Dass hinter Drug War bei aller technischen Brillianz zumindest teilweise auch eine politische Agenda steht, ist nicht zu übersehen. Wer in China mit Drogen handelt oder sie auch nur konsumiert, muss mit hohen Strafen rechnen, die bis zur Todesspritze reichen. Da verwundert es nicht, dass der Film gegenüber illegalen Rauschmitteln eine ablehnende Haltung einnehmen muss. Selbst ein ohnehin nicht sympathischer Held wie Zhang kann keine Drogen nehmen, ohne dafür zu büßen. Dabei kommt es zu einem reichlich absurden Moment, als Zhang, um nicht aus seiner Rolle zu fallen, zwei Linien Koks zieht und um im Nachhinein paranoide Reaktionen zeigt, die man eher von einem schlecht gelaufenen LSD-Trip erwarten würde.

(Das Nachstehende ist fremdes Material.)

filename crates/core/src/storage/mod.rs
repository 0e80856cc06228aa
pub mod format;
pub mod manager;
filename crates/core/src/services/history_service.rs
use std::collections::{BTreeMap, HashMap};

use chrono::{NaiveDate, Utc};
use log::debug;

use crate::models::chart::{
    ComparisonSeries, HistoricalPoint, MarketIndex, PortfolioPoint, TimeWindow,
};
use crate::models::holding::Holding;
use crate::providers::registry::HistorySourceRegistry;

/// Line colours for comparison charts, cycled in selection order.
const COMPARISON_PALETTE: [&str; 6] = [
    "#3366FF", "#8C52FF", "#36D399", "#FFBD49", "#FF5724", "#6B7280",
];

/// Something that can be plotted in the comparison tool.
#[derive(Debug, Clone, Copy)]
pub enum ComparisonTarget<'a> {
    Holding(&'a Holding),
    Index(&'static MarketIndex),
}

/// Generates chart-ready price and value series.
///
/// The core computes all the numbers; the frontend only renders. Series end
/// the day before the anchor date, which defaults to today (UTC).
pub struct HistoryService {
    registry: HistorySourceRegistry,
    anchor: Option<NaiveDate>,
}

impl HistoryService {
    pub fn new(registry: HistorySourceRegistry) -> Self {
        Self {
            registry,
            anchor: None,
        }
    }

    /// Pin the end of every window to `date` instead of today.
    pub fn anchored_at(mut self, date: NaiveDate) -> Self {
        self.anchor = Some(date);
        self
    }

    pub fn set_anchor(&mut self, date: Option<NaiveDate>) {
        self.anchor = date;
    }

    pub fn registry(&self) -> &HistorySourceRegistry {
        &self.registry
    }

    pub fn registry_mut(&mut self) -> &mut HistorySourceRegistry {
        &mut self.registry
    }

    pub fn end_date(&self) -> NaiveDate {
        self.anchor.unwrap_or_else(|| Utc::now().date_naive())
    }

    /// Price series for one symbol, oldest first.
    pub fn asset_series(&self, symbol: &str, window: TimeWindow) -> Vec<HistoricalPoint> {
        self.registry.series_for(symbol, window, self.end_date())
    }

    /// Aggregate value series for a set of holdings.
    ///
    /// For every date present in any holding's series, sums
    /// `price × quantity` over all holdings. A holding with no point on a
    /// date contributes 0 to that date; the date itself is kept. Each symbol
    /// is fetched once per call and shared by every lot of it.
    pub fn portfolio_series(&self, holdings: &[Holding], window: TimeWindow) -> Vec<PortfolioPoint> {
        if holdings.is_empty() {
            return Vec::new();
        }

        let end = self.end_date();
        let mut by_date: BTreeMap<NaiveDate, f64> = BTreeMap::new();
        let mut by_symbol: HashMap<String, Vec<HistoricalPoint>> = HashMap::new();

        for holding in holdings {
            let series = by_symbol
                .entry(holding.symbol.trim().to_uppercase())
                .or_insert_with_key(|symbol| self.registry.series_for(symbol, window, end));
            for point in series.iter() {
                let contribution = point.price * holding.quantity;
                let slot = by_date.entry(point.date).or_insert(0.0);
                if contribution.is_finite() {
                    *slot += contribution;
                }
            }
        }

        debug!(
            "portfolio series for {} holdings ({} symbols) over {window}: {} points",
            holdings.len(),
            by_symbol.len(),
            by_date.len()
        );

        by_date
            .into_iter()
            .map(|(date, value)| PortfolioPoint { date, value })
            .collect()
    }

    /// Series for several holdings and/or market indices over one window.
    /// Indices have no data of their own and use the default series.
    pub fn compare(
        &self,
        targets: &[ComparisonTarget<'_>],
        window: TimeWindow,
    ) -> Vec<ComparisonSeries> {
        let end = self.end_date();
        targets
            .iter()
            .enumerate()
            .map(|(i, target)| {
                let (label, symbol, is_holding, points) = match target {
                    ComparisonTarget::Holding(h) => (
                        format!("{} ({})", h.name, h.symbol),
                        h.symbol.clone(),
                        true,
                        self.registry.series_for(&h.symbol, window, end),
                    ),
                    ComparisonTarget::Index(index) => (
                        format!("{} ({})", index.name, index.symbol),
                        index.symbol.to_string(),
                        false,
                        self.registry.default_series(window, end),
                    ),
                };
                ComparisonSeries {
                    label,
                    symbol,
                    is_holding,
                    color: COMPARISON_PALETTE[i % COMPARISON_PALETTE.len()].to_string(),
                    window_return_percent: window_return(&points),
                    points,
                }
            })
            .collect()
    }
}

impl Default for HistoryService {
    fn default() -> Self {
        Self::new(HistorySourceRegistry::new_with_defaults())
    }
}

/// First-to-last change in percent; 0 for short series or a zero start.
pub fn window_return(points: &[HistoricalPoint]) -> f64 {
    match (points.first(), points.last()) {
        (Some(first), Some(last)) if first.price > 0.0 => {
            (last.price - first.price) / first.price * 100.0
        }
        _ => 0.0,
    }
}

Nicht weniger unorthodox ist schließlich das Gegenmittel zu diesem unfreiwilligen Rausch: eine Badewanne voller Eiswürfel.

Drug War 03

Drug War ist einnehmendes Genrekino, wie man es von To gewohnt ist, wenn auch geradliniger und weniger humorvoll. Damit bleibt er dem puristischen Stil der letzten Filme seiner Produktionsfirma Milkyway treu. Wie zuletzt auch Soi Cheangs großartiger Motorway (Che sau, 2012), wenn auch weniger minimalistisch, erzählt Drug War vom Duell zweier Männer, angesiedelt in geheimnisvoller Dunkelheit und untermalt von einem pulsierenden elektronischen Score von Xavier Jamaux. Interessant dabei ist, wie sehr To das Privat- und Gefühlsleben seiner Figuren ausblendet, gerade weil man sich in Hongkong sonst so gerne melodramatischen Entgleisungen hingibt. Der Rest wirkt im Universum Tos vertraut: Figuren, die sich gegenseitig betrügen, spektakuläre Undercover-Aktionen und ein finales Kugelgewitter, bei dem das Figurenensemble stark dezimiert wird. Ein Regisseur, der schon über fünfzig Filme vorweisen kann – viele davon Actionfilme – , beherrscht sein Handwerk naturgemäß und inszeniert solche Momente routiniert, aber nie schematisch. Ihm dabei zuzusehen ist, auch bei einem derart finsteren Film, eine wahre Freude.